Pull every line containing the word "crates" from the records.

++++ EXCERPTED DATA

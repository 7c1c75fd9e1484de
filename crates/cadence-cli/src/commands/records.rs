//! Work record, project, and objective management commands

use std::str::FromStr;

use anyhow::{Context, Result};
use chrono::{NaiveDate, Utc};

use cadence_core::{Database, NewObjective, NewProject, ProjectStatus};

use super::truncate;

fn parse_date_flag(value: Option<&str>, flag: &str) -> Result<Option<NaiveDate>> {
    value
        .map(|s| NaiveDate::parse_from_str(s, "%Y-%m-%d"))
        .transpose()
        .with_context(|| format!("Invalid --{} date format (use YYYY-MM-DD)", flag))
}

pub fn cmd_work_list(db: &Database, limit: i64) -> Result<()> {
    let records = db.list_work_records(limit, 0)?;

    if records.is_empty() {
        println!("No work records yet. Log one with 'cadence log'.");
        return Ok(());
    }

    println!(
        "{:>5}  {:<16}  {:<12}  {:<12}  {:>5}  {:<11}  {}",
        "ID", "LOGGED", "USER", "DEPARTMENT", "HRS", "STATUS", "DESCRIPTION"
    );
    for record in records {
        println!(
            "{:>5}  {:<16}  {:<12}  {:<12}  {:>5}  {:<11}  {}",
            record.id,
            record.logged_at.format("%Y-%m-%d %H:%M"),
            truncate(&record.user, 12),
            truncate(&record.department, 12),
            record
                .hours
                .map(|h| format!("{:.1}", h))
                .unwrap_or_else(|| "-".to_string()),
            record.status,
            truncate(&record.description, 40),
        );
    }

    Ok(())
}

pub fn cmd_work_delete(db: &Database, id: i64) -> Result<()> {
    db.delete_work_record(id)?;
    println!("Deleted work record #{}", id);
    Ok(())
}

pub fn cmd_projects_list(db: &Database) -> Result<()> {
    let projects = db.all_projects()?;

    if projects.is_empty() {
        println!("No projects yet. Add one with 'cadence projects add'.");
        return Ok(());
    }

    println!(
        "{:>5}  {:<24}  {:<10}  {:<12}  {:<12}  {}",
        "ID", "NAME", "STATUS", "STARTS", "ENDS", "DEPARTMENTS"
    );
    for project in projects {
        println!(
            "{:>5}  {:<24}  {:<10}  {:<12}  {:<12}  {}",
            project.id,
            truncate(&project.name, 24),
            project.status,
            project.starts_on,
            project
                .ends_on
                .map(|d| d.to_string())
                .unwrap_or_else(|| "-".to_string()),
            project.departments.join(", "),
        );
    }

    Ok(())
}

pub fn cmd_projects_add(
    db: &Database,
    name: &str,
    starts: Option<&str>,
    ends: Option<&str>,
    departments: Vec<String>,
    members: Vec<String>,
) -> Result<()> {
    let starts_on = parse_date_flag(starts, "starts")?.unwrap_or_else(|| Utc::now().date_naive());
    let ends_on = parse_date_flag(ends, "ends")?;

    let id = db.insert_project(&NewProject {
        name: name.to_string(),
        status: ProjectStatus::Active,
        starts_on,
        ends_on,
        departments,
        members,
    })?;

    println!("Added project #{} '{}'", id, name);
    Ok(())
}

pub fn cmd_projects_status(db: &Database, id: i64, status: &str) -> Result<()> {
    let status = ProjectStatus::from_str(status).map_err(|e| anyhow::anyhow!(e))?;
    db.update_project_status(id, status)?;
    println!("Project #{} is now {}", id, status);
    Ok(())
}

pub fn cmd_objectives_list(db: &Database) -> Result<()> {
    let objectives = db.all_objectives()?;

    if objectives.is_empty() {
        println!("No objectives yet. Add one with 'cadence objectives add'.");
        return Ok(());
    }

    println!(
        "{:>5}  {:<32}  {:>8}  {:>8}  {:>6}  {:<12}  {}",
        "ID", "TITLE", "PROGRESS", "TARGET", "PCT", "DUE", "OWNER"
    );
    for objective in objectives {
        let pct = objective
            .completion_ratio()
            .map(|r| format!("{:.0}%", r * 100.0))
            .unwrap_or_else(|| "-".to_string());
        println!(
            "{:>5}  {:<32}  {:>8.1}  {:>8.1}  {:>6}  {:<12}  {}",
            objective.id,
            truncate(&objective.title, 32),
            objective.progress,
            objective.target,
            pct,
            objective
                .period_end
                .map(|d| d.to_string())
                .unwrap_or_else(|| "-".to_string()),
            objective.owner.as_deref().unwrap_or("-"),
        );
    }

    Ok(())
}

#[allow(clippy::too_many_arguments)]
pub fn cmd_objectives_add(
    db: &Database,
    title: &str,
    target: f64,
    progress: f64,
    owner: Option<&str>,
    starts: Option<&str>,
    ends: Option<&str>,
) -> Result<()> {
    if target <= 0.0 {
        anyhow::bail!("Target must be positive");
    }

    let id = db.insert_objective(&NewObjective {
        title: title.to_string(),
        progress,
        target,
        owner: owner.map(|s| s.to_string()),
        period_start: parse_date_flag(starts, "starts")?,
        period_end: parse_date_flag(ends, "ends")?,
    })?;

    println!("Added objective #{} '{}'", id, title);
    Ok(())
}

pub fn cmd_objectives_progress(db: &Database, id: i64, progress: f64) -> Result<()> {
    db.update_objective_progress(id, progress)?;

    let objective = db
        .get_objective(id)?
        .context("Objective disappeared after update")?;
    match objective.completion_ratio() {
        Some(ratio) => println!(
            "Objective #{} at {:.1}/{:.1} ({:.0}%)",
            id,
            objective.progress,
            objective.target,
            ratio * 100.0
        ),
        None => println!("Objective #{} updated", id),
    }

    Ok(())
}
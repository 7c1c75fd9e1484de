//! API handlers
//!
//! Handlers are organized by domain:
//! - `insights` - Insight generation
//! - `objectives` - Objective CRUD
//! - `projects` - Project CRUD
//! - `status` - Health and record counts
//! - `work_records` - Work record CRUD

pub mod insights;
pub mod objectives;
pub mod projects;
pub mod status;
pub mod work_records;

pub use insights::*;
pub use objectives::*;
pub use projects::*;
pub use status::*;
pub use work_records::*;
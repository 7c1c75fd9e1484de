//! Record store seam
//!
//! The insight engine never reads the database directly: it consumes this
//! trait, so the store can be backed by the embedded database, a network
//! client, or fixtures. Reads return a self-contained snapshot; the engine
//! makes no isolation assumptions beyond that.

use async_trait::async_trait;

use crate::db::Database;
use crate::error::Result;
use crate::models::{ObjectiveRecord, ProjectRecord, WorkRecord};

/// Read access to the three record collections
#[async_trait]
pub trait RecordStore: Send + Sync {
    async fn list_work_records(&self) -> Result<Vec<WorkRecord>>;
    async fn list_projects(&self) -> Result<Vec<ProjectRecord>>;
    async fn list_objectives(&self) -> Result<Vec<ObjectiveRecord>>;
}

#[async_trait]
impl RecordStore for Database {
    async fn list_work_records(&self) -> Result<Vec<WorkRecord>> {
        self.all_work_records()
    }

    async fn list_projects(&self) -> Result<Vec<ProjectRecord>> {
        self.all_projects()
    }

    async fn list_objectives(&self) -> Result<Vec<ObjectiveRecord>> {
        self.all_objectives()
    }
}

/// In-memory store for tests and fixtures
#[derive(Debug, Clone, Default)]
pub struct MemoryStore {
    pub work_records: Vec<WorkRecord>,
    pub projects: Vec<ProjectRecord>,
    pub objectives: Vec<ObjectiveRecord>,
}

impl MemoryStore {
    pub fn new(
        work_records: Vec<WorkRecord>,
        projects: Vec<ProjectRecord>,
        objectives: Vec<ObjectiveRecord>,
    ) -> Self {
        Self {
            work_records,
            projects,
            objectives,
        }
    }
}

#[async_trait]
impl RecordStore for MemoryStore {
    async fn list_work_records(&self) -> Result<Vec<WorkRecord>> {
        Ok(self.work_records.clone())
    }

    async fn list_projects(&self) -> Result<Vec<ProjectRecord>> {
        Ok(self.projects.clone())
    }

    async fn list_objectives(&self) -> Result<Vec<ObjectiveRecord>> {
        Ok(self.objectives.clone())
    }
}
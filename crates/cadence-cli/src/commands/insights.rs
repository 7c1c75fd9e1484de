//! Insight generation command

use std::str::FromStr;

use anyhow::Result;

use cadence_core::insights::InsightCollection;
use cadence_core::{Database, InsightEngine, PeriodKind};

pub async fn cmd_insights(db: &Database, period: &str, json: bool) -> Result<()> {
    let period = PeriodKind::from_str(period).map_err(|e| anyhow::anyhow!(e))?;

    let engine = InsightEngine::new();
    let collection = engine.generate(db, period).await?;

    if json {
        println!("{}", serde_json::to_string_pretty(&collection)?);
        return Ok(());
    }

    render_collection(period, &collection);
    Ok(())
}

fn render_collection(period: PeriodKind, collection: &InsightCollection) {
    println!("Insights ({})", period);
    println!("   ─────────────────────────────");
    println!(
        "   {} total | {} performance | {} risk | {} opportunity | {} pattern",
        collection.summary.total,
        collection.summary.by_type.performance,
        collection.summary.by_type.risk,
        collection.summary.by_type.opportunity,
        collection.summary.by_type.pattern,
    );
    println!();

    if collection.insights.is_empty() {
        println!("   Nothing noteworthy this period.");
        return;
    }

    for insight in &collection.insights {
        println!(
            "[{}] {} ({})",
            insight.priority.to_string().to_uppercase(),
            insight.title,
            insight.id
        );
        println!("   {}", insight.description);
        if let Some(metrics) = &insight.metrics {
            println!(
                "   {} (now {:.1}, was {:.1})",
                metrics.change_label, metrics.current, metrics.previous
            );
        }
        if !insight.impact.is_empty() {
            println!("   Impact: {}", insight.impact);
        }
        for action in &insight.suggested_actions {
            println!("   -> {}", action);
        }
        println!();
    }
}
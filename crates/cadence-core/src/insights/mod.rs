//! Insight Engine - Period-over-period work analytics
//!
//! The Insight Engine turns raw activity records (work entries, projects,
//! objectives) into a ranked collection of findings for the dashboard.
//! Each generation run compares a trailing window against the equal-length
//! window before it and runs a fixed set of detectors.
//!
//! ## Detectors
//!
//! - **Performance** - Tracked work metrics that moved past a threshold
//! - **Risk** - Stalled projects and off-track objectives
//! - **Opportunity** - Entities sustaining above-average completion
//! - **Pattern** - Structural signals (weekday clustering, project imbalance)
//!
//! ## Usage
//!
//! ```rust,ignore
//! use cadence_core::insights::InsightEngine;
//!
//! let engine = InsightEngine::new();
//! let collection = engine.generate_weekly_insights(&db).await?;
//! ```

pub mod engine;
pub mod opportunity;
pub mod pattern;
pub mod performance;
pub mod risk;
pub mod types;

pub use engine::{AnalysisContext, Detector, InsightEngine};
pub use opportunity::OpportunityDetector;
pub use pattern::PatternDetector;
pub use performance::PerformanceDetector;
pub use risk::RiskDetector;
pub use types::{
    percent_change, Finding, Insight, InsightCollection, InsightMetrics, InsightSummary,
    InsightType, Priority, RelatedItem, TypeCounts,
};
//! Work record operations

use rusqlite::{params, OptionalExtension, Row};
use std::str::FromStr;

use super::{parse_datetime, Database};
use crate::error::{Error, Result};
use crate::models::{NewWorkRecord, WorkRecord, WorkStatus};

fn work_record_from_row(row: &Row<'_>) -> rusqlite::Result<WorkRecord> {
    let logged_at: String = row.get("logged_at")?;
    let created_at: String = row.get("created_at")?;
    let status: String = row.get("status")?;

    Ok(WorkRecord {
        id: row.get("id")?,
        logged_at: parse_datetime(&logged_at),
        user: row.get("user")?,
        department: row.get("department")?,
        project_id: row.get("project_id")?,
        hours: row.get("hours")?,
        status: WorkStatus::from_str(&status).unwrap_or_default(),
        description: row.get("description")?,
        import_hash: row.get("import_hash")?,
        created_at: parse_datetime(&created_at),
    })
}

const WORK_COLUMNS: &str =
    "id, logged_at, user, department, project_id, hours, status, description, import_hash, created_at";

impl Database {
    /// Insert a work record.
    ///
    /// Records carrying an import hash are deduplicated: a second insert
    /// with the same hash returns None instead of a new id.
    pub fn insert_work_record(&self, record: &NewWorkRecord) -> Result<Option<i64>> {
        let conn = self.conn()?;

        if let Some(hash) = &record.import_hash {
            let existing: Option<i64> = conn
                .query_row(
                    "SELECT id FROM work_records WHERE import_hash = ?",
                    params![hash],
                    |row| row.get(0),
                )
                .optional()?;

            if existing.is_some() {
                return Ok(None);
            }
        }

        conn.execute(
            r#"
            INSERT INTO work_records (logged_at, user, department, project_id, hours, status, description, import_hash)
            VALUES (?, ?, ?, ?, ?, ?, ?, ?)
            "#,
            params![
                record.logged_at.to_rfc3339(),
                record.user,
                record.department,
                record.project_id,
                record.hours,
                record.status.as_str(),
                record.description,
                record.import_hash,
            ],
        )?;

        Ok(Some(conn.last_insert_rowid()))
    }

    /// List all work records, newest first (snapshot read for the engine)
    pub fn all_work_records(&self) -> Result<Vec<WorkRecord>> {
        let conn = self.conn()?;
        let mut stmt = conn.prepare(&format!(
            "SELECT {} FROM work_records ORDER BY logged_at DESC",
            WORK_COLUMNS
        ))?;

        let records = stmt
            .query_map([], work_record_from_row)?
            .collect::<rusqlite::Result<Vec<_>>>()?;
        Ok(records)
    }

    /// List work records with pagination, newest first
    pub fn list_work_records(&self, limit: i64, offset: i64) -> Result<Vec<WorkRecord>> {
        let conn = self.conn()?;
        let mut stmt = conn.prepare(&format!(
            "SELECT {} FROM work_records ORDER BY logged_at DESC LIMIT ? OFFSET ?",
            WORK_COLUMNS
        ))?;

        let records = stmt
            .query_map(params![limit, offset], work_record_from_row)?
            .collect::<rusqlite::Result<Vec<_>>>()?;
        Ok(records)
    }

    /// Get a single work record
    pub fn get_work_record(&self, id: i64) -> Result<Option<WorkRecord>> {
        let conn = self.conn()?;
        let record = conn
            .query_row(
                &format!("SELECT {} FROM work_records WHERE id = ?", WORK_COLUMNS),
                params![id],
                work_record_from_row,
            )
            .optional()?;
        Ok(record)
    }

    /// Delete a work record
    pub fn delete_work_record(&self, id: i64) -> Result<()> {
        let conn = self.conn()?;
        let deleted = conn.execute("DELETE FROM work_records WHERE id = ?", params![id])?;
        if deleted == 0 {
            return Err(Error::NotFound(format!("Work record {} not found", id)));
        }
        Ok(())
    }

    /// Count all work records
    pub fn count_work_records(&self) -> Result<i64> {
        let conn = self.conn()?;
        let count = conn.query_row("SELECT COUNT(*) FROM work_records", [], |row| row.get(0))?;
        Ok(count)
    }
}
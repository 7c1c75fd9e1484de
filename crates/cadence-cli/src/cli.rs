//! CLI argument definitions using clap
//!
//! This module contains all the clap structs and enums for parsing CLI
//! arguments. The actual command implementations are in the `commands`
//! module.

use std::path::PathBuf;

use clap::{Parser, Subcommand};

/// Cadence - Work analytics and period-over-period insights
#[derive(Parser)]
#[command(name = "cadence")]
#[command(about = "Work analytics dashboard backend", long_about = None)]
#[command(version)]
pub struct Cli {
    /// Database path
    #[arg(long, default_value = "cadence.db", global = true)]
    pub db: PathBuf,

    /// Enable verbose logging
    #[arg(short, long, global = true)]
    pub verbose: bool,

    #[command(subcommand)]
    pub command: Commands,
}

#[derive(Subcommand)]
pub enum Commands {
    /// Initialize the database
    Init,

    /// Log a unit of work
    Log {
        /// User logging the work
        #[arg(short, long)]
        user: String,

        /// Owning department
        #[arg(short, long)]
        department: String,

        /// Project name to link the work to
        #[arg(short, long)]
        project: Option<String>,

        /// Duration in hours
        #[arg(long)]
        hours: Option<f64>,

        /// Status: planned, in_progress, completed
        #[arg(short, long, default_value = "completed")]
        status: String,

        /// What was done
        description: String,
    },

    /// Import work records from a timesheet CSV
    Import {
        /// CSV file to import
        #[arg(short, long)]
        file: PathBuf,
    },

    /// Generate insights for a period
    Insights {
        /// Period kind: weekly, monthly, quarterly
        #[arg(short, long, default_value = "weekly")]
        period: String,

        /// Emit the raw collection as JSON
        #[arg(long)]
        json: bool,
    },

    /// Manage work records
    Work {
        #[command(subcommand)]
        action: Option<WorkAction>,
    },

    /// Manage projects
    Projects {
        #[command(subcommand)]
        action: Option<ProjectsAction>,
    },

    /// Manage objectives
    Objectives {
        #[command(subcommand)]
        action: Option<ObjectivesAction>,
    },

    /// Show record counts and database info
    Status,

    /// Start the web server
    Serve {
        /// Port to listen on
        #[arg(short, long, default_value = "3000")]
        port: u16,

        /// Host to bind to
        #[arg(long, default_value = "127.0.0.1")]
        host: String,

        /// Allowed CORS origins (repeatable)
        #[arg(long)]
        allow_origin: Vec<String>,
    },
}

#[derive(Subcommand)]
pub enum WorkAction {
    /// List recent work records
    List {
        /// Maximum number of records to show
        #[arg(short, long, default_value = "20")]
        limit: i64,
    },

    /// Delete a work record
    Delete {
        /// Record ID
        id: i64,
    },
}

#[derive(Subcommand)]
pub enum ProjectsAction {
    /// List projects
    List,

    /// Add a project
    Add {
        /// Project name
        name: String,

        /// Start date (YYYY-MM-DD, defaults to today)
        #[arg(long)]
        starts: Option<String>,

        /// Planned end date (YYYY-MM-DD)
        #[arg(long)]
        ends: Option<String>,

        /// Owning departments (repeatable)
        #[arg(short, long)]
        department: Vec<String>,

        /// Member user names (repeatable)
        #[arg(short, long)]
        member: Vec<String>,
    },

    /// Change a project's status
    Status {
        /// Project ID
        id: i64,

        /// New status: planning, active, on_hold, completed, cancelled
        status: String,
    },
}

#[derive(Subcommand)]
pub enum ObjectivesAction {
    /// List objectives
    List,

    /// Add an objective
    Add {
        /// Objective title
        title: String,

        /// Target value
        #[arg(short, long)]
        target: f64,

        /// Starting progress value
        #[arg(long, default_value = "0")]
        progress: f64,

        /// Owner user name
        #[arg(short, long)]
        owner: Option<String>,

        /// Time box start (YYYY-MM-DD)
        #[arg(long)]
        starts: Option<String>,

        /// Time box end (YYYY-MM-DD)
        #[arg(long)]
        ends: Option<String>,
    },

    /// Update an objective's progress
    Progress {
        /// Objective ID
        id: i64,

        /// New progress value
        progress: f64,
    },
}
//! Timesheet import command

use std::path::Path;

use anyhow::{Context, Result};

use cadence_core::{import_timesheet, Database};

pub fn cmd_import(db: &Database, file: &Path) -> Result<()> {
    println!("Importing timesheet from {}...", file.display());

    let stats = import_timesheet(db, file)
        .with_context(|| format!("Failed to import {}", file.display()))?;

    println!();
    println!("Import complete");
    println!("   Inserted:   {}", stats.inserted);
    println!("   Duplicates: {}", stats.skipped);
    if stats.failed > 0 {
        println!("   Dropped:    {} (malformed rows, see log)", stats.failed);
    }

    Ok(())
}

++++++++

● **THE COMPLETED TASK**
filename crates/cadence-cli/src/commands/records.rs
filename crates/cadence-cli/src/commands/insights.rs
filename crates/cadence-core/src/insights/mod.rs
filename crates/cadence-cli/src/cli.rs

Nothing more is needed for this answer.